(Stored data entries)
^^^^^^^^^^^^^^^^
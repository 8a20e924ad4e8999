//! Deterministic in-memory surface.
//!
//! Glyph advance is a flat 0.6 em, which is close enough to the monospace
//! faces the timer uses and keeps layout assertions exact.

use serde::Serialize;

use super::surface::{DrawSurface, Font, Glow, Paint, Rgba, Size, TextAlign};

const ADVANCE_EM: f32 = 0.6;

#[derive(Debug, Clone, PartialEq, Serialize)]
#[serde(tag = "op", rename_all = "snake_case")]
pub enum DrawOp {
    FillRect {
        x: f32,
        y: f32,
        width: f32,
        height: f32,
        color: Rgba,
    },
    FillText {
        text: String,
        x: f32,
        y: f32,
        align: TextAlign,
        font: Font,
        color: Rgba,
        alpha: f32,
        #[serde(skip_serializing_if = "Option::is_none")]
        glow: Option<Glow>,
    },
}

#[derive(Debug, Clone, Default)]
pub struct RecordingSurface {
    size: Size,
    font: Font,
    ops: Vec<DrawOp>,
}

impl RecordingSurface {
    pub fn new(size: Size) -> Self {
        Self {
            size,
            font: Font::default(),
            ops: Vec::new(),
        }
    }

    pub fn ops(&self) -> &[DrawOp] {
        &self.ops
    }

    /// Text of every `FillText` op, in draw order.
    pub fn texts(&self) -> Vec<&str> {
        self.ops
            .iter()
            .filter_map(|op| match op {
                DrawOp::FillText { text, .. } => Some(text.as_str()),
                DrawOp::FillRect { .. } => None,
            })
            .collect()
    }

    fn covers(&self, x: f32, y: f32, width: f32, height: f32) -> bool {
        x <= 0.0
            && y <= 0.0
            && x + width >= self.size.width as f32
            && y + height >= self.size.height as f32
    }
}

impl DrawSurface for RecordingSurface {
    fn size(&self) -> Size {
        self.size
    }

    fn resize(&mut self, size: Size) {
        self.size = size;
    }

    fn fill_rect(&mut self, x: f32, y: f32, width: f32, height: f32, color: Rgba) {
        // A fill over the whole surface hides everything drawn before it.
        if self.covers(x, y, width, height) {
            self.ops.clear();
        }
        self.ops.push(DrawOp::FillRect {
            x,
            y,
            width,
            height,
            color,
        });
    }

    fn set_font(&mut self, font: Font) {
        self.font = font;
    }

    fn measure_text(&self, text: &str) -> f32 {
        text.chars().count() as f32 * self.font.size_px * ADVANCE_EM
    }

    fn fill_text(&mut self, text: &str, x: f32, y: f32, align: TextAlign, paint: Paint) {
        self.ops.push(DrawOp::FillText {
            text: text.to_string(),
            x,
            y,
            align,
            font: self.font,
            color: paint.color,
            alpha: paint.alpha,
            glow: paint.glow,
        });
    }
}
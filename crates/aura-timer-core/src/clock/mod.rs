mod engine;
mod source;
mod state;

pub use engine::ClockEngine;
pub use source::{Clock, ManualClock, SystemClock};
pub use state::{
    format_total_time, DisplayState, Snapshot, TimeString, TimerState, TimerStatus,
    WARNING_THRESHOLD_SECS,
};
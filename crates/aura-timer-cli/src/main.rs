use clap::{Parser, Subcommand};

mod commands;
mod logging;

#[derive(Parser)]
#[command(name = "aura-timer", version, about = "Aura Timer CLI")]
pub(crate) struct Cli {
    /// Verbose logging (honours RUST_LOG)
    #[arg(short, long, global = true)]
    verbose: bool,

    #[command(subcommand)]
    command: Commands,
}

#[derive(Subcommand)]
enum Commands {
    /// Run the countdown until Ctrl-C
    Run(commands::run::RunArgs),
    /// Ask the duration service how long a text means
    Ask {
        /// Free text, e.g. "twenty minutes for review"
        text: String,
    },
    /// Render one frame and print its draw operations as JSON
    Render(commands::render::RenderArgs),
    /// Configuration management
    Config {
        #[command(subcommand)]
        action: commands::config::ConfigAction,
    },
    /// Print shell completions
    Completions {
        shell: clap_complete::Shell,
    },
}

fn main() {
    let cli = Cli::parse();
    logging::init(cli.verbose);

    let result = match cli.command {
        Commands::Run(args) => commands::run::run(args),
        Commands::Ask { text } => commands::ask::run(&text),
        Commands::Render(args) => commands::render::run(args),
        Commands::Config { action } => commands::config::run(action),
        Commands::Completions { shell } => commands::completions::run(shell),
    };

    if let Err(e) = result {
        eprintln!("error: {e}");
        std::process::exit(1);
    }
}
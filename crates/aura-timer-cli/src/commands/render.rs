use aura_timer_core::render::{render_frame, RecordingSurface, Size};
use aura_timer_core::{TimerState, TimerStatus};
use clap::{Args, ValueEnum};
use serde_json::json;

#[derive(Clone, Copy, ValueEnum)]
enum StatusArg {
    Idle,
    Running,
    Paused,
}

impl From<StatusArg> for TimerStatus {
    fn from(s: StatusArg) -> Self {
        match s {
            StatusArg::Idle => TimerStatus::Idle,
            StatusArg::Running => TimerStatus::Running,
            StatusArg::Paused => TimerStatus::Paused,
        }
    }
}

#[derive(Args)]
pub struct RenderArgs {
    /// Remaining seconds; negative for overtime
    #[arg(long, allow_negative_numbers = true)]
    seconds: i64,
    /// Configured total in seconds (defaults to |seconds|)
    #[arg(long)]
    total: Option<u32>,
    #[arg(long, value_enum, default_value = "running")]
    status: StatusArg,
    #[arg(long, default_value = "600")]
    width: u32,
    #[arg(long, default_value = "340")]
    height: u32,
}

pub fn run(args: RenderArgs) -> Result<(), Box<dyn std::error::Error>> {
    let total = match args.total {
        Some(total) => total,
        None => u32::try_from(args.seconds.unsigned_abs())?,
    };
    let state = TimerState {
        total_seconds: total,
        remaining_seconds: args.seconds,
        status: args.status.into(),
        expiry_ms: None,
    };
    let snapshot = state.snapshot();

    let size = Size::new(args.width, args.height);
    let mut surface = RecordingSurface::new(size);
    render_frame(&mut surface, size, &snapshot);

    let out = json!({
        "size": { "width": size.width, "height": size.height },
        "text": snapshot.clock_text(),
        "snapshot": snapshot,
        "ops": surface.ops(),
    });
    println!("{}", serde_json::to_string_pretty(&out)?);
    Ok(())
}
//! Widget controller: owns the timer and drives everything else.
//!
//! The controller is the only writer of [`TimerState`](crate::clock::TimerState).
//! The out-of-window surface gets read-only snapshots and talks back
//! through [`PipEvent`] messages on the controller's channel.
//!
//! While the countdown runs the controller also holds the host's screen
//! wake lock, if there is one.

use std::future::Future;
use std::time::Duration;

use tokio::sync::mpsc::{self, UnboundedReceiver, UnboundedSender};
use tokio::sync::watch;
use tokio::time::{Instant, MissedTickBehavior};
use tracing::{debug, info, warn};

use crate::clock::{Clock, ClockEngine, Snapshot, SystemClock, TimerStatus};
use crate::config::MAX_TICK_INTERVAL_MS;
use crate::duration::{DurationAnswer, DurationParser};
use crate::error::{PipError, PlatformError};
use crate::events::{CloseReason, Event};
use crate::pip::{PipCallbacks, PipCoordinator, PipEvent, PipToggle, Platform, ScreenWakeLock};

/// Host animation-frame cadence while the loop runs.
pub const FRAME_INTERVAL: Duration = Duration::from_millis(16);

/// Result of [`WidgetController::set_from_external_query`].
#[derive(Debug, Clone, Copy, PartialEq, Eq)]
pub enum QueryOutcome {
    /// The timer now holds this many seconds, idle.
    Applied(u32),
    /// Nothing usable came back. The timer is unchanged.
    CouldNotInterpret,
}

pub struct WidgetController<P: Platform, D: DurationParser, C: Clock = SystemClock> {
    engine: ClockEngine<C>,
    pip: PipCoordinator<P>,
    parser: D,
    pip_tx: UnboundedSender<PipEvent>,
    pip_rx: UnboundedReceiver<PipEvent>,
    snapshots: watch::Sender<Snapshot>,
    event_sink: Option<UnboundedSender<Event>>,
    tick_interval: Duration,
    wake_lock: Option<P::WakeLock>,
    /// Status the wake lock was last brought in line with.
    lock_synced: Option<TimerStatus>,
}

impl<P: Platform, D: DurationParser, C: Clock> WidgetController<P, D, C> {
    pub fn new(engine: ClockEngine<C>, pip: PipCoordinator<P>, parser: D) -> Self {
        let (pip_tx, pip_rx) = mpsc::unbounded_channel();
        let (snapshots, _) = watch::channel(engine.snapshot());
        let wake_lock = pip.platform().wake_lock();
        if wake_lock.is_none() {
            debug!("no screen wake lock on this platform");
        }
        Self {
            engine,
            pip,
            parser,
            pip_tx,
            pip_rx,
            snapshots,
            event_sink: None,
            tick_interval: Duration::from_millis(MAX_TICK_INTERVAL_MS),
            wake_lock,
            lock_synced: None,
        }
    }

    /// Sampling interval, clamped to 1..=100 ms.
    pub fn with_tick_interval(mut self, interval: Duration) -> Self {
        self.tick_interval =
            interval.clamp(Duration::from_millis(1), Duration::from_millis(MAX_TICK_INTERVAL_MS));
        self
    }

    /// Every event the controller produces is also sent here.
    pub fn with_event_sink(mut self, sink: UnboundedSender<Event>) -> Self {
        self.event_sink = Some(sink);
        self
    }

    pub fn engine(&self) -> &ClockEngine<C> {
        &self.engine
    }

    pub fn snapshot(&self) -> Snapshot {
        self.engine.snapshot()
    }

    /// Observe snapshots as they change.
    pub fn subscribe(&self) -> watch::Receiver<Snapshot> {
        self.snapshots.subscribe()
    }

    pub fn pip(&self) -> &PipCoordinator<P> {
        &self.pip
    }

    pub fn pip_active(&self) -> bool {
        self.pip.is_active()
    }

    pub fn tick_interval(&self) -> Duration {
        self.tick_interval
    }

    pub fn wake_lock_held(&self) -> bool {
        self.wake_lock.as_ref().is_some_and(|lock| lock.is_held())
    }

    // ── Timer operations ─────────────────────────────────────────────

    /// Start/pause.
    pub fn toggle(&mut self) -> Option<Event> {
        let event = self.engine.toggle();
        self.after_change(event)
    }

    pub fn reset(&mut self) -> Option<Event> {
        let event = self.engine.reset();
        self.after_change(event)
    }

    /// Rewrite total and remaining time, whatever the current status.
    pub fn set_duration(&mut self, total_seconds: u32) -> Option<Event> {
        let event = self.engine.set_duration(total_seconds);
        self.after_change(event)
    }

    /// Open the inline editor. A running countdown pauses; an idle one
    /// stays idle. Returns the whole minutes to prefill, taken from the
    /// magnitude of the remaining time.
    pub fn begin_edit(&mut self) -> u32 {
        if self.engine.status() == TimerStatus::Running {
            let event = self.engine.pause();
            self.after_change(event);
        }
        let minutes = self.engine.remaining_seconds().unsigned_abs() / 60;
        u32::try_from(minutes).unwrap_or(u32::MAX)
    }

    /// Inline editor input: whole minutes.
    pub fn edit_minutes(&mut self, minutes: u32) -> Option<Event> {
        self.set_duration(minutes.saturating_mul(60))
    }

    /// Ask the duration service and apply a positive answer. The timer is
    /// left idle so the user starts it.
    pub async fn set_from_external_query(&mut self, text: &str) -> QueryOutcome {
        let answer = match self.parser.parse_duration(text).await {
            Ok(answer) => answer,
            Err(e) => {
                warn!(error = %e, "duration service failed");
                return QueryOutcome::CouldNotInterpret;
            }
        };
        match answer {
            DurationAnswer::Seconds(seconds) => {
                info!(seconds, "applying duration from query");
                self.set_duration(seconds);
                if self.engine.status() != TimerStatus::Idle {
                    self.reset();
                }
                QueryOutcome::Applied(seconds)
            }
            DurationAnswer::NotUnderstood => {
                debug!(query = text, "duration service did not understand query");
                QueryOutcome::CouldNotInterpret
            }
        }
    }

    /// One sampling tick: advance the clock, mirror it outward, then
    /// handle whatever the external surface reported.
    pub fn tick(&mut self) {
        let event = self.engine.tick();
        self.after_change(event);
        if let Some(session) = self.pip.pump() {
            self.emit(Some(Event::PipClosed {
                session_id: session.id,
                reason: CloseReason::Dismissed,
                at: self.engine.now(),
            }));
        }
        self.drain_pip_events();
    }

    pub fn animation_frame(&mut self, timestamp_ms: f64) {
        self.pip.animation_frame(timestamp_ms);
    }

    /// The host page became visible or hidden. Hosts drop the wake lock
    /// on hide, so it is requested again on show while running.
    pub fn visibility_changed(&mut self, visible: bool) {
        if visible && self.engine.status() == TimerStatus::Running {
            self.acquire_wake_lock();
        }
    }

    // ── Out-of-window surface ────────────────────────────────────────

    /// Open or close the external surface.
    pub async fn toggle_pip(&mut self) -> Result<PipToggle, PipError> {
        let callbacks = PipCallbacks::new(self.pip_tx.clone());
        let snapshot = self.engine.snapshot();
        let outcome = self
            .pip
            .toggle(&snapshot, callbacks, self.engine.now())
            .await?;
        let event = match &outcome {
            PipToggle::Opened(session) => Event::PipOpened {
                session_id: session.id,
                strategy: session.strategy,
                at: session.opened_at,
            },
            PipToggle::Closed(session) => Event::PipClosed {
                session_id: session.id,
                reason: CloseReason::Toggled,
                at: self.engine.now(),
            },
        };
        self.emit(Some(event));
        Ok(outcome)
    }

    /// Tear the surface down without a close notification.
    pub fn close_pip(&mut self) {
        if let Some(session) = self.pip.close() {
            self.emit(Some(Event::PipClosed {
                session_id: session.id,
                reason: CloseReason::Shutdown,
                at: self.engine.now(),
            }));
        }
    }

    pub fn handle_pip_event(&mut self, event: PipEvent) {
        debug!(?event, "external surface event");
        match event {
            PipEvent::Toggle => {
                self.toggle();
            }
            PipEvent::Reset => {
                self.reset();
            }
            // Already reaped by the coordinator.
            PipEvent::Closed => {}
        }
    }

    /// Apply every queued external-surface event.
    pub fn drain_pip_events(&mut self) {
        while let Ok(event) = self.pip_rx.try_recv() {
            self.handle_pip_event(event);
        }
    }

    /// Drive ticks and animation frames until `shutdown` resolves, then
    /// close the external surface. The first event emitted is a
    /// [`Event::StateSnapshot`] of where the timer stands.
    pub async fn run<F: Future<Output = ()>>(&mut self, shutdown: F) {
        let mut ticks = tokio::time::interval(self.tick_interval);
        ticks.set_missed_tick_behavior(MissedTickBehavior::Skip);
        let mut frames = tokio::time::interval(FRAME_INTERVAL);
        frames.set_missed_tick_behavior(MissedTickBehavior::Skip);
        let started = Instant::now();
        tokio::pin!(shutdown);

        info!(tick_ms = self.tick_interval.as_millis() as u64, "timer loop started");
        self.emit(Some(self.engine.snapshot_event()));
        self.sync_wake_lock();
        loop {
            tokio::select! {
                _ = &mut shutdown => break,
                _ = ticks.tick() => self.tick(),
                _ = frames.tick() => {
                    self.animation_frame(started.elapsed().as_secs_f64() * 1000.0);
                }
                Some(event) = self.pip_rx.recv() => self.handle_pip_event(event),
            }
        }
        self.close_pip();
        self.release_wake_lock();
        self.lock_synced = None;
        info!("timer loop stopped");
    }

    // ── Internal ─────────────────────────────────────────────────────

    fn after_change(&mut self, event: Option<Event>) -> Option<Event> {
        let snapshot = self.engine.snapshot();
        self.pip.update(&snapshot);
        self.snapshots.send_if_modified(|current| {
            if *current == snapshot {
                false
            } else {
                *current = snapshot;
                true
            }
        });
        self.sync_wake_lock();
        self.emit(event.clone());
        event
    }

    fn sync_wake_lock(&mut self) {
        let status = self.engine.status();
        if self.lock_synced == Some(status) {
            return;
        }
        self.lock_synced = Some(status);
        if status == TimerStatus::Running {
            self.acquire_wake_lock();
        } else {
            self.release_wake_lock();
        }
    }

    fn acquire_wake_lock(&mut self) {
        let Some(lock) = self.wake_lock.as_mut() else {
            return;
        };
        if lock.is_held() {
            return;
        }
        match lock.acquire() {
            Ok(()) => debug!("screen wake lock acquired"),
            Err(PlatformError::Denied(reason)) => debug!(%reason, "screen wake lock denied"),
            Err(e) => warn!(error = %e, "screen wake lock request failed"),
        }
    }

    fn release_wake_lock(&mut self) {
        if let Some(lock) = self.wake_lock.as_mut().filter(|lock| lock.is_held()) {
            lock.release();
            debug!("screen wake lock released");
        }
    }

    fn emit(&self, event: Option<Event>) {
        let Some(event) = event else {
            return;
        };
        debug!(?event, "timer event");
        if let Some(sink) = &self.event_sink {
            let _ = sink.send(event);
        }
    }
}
^^^^^^^^^^^^^^^^
**ABOUT THIS TASK**
Which lines above run from the one containing "negative for overtime" down to the one containing "the loop runs."? Repeat exactly those, both ends included, and nothing else.

**ANSWER TO THIS TASK**
    /// Remaining seconds; negative for overtime
    #[arg(long, allow_negative_numbers = true)]
    seconds: i64,
    /// Configured total in seconds (defaults to |seconds|)
    #[arg(long)]
    total: Option<u32>,
    #[arg(long, value_enum, default_value = "running")]
    status: StatusArg,
    #[arg(long, default_value = "600")]
    width: u32,
    #[arg(long, default_value = "340")]
    height: u32,
}

pub fn run(args: RenderArgs) -> Result<(), Box<dyn std::error::Error>> {
    let total = match args.total {
        Some(total) => total,
        None => u32::try_from(args.seconds.unsigned_abs())?,
    };
    let state = TimerState {
        total_seconds: total,
        remaining_seconds: args.seconds,
        status: args.status.into(),
        expiry_ms: None,
    };
    let snapshot = state.snapshot();

    let size = Size::new(args.width, args.height);
    let mut surface = RecordingSurface::new(size);
    render_frame(&mut surface, size, &snapshot);

    let out = json!({
        "size": { "width": size.width, "height": size.height },
        "text": snapshot.clock_text(),
        "snapshot": snapshot,
        "ops": surface.ops(),
    });
    println!("{}", serde_json::to_string_pretty(&out)?);
    Ok(())
}
//! Widget controller: owns the timer and drives everything else.
//!
//! The controller is the only writer of [`TimerState`](crate::clock::TimerState).
//! The out-of-window surface gets read-only snapshots and talks back
//! through [`PipEvent`] messages on the controller's channel.
//!
//! While the countdown runs the controller also holds the host's screen
//! wake lock, if there is one.

use std::future::Future;
use std::time::Duration;

use tokio::sync::mpsc::{self, UnboundedReceiver, UnboundedSender};
use tokio::sync::watch;
use tokio::time::{Instant, MissedTickBehavior};
use tracing::{debug, info, warn};

use crate::clock::{Clock, ClockEngine, Snapshot, SystemClock, TimerStatus};
use crate::config::MAX_TICK_INTERVAL_MS;
use crate::duration::{DurationAnswer, DurationParser};
use crate::error::{PipError, PlatformError};
use crate::events::{CloseReason, Event};
use crate::pip::{PipCallbacks, PipCoordinator, PipEvent, PipToggle, Platform, ScreenWakeLock};

/// Host animation-frame cadence while the loop runs.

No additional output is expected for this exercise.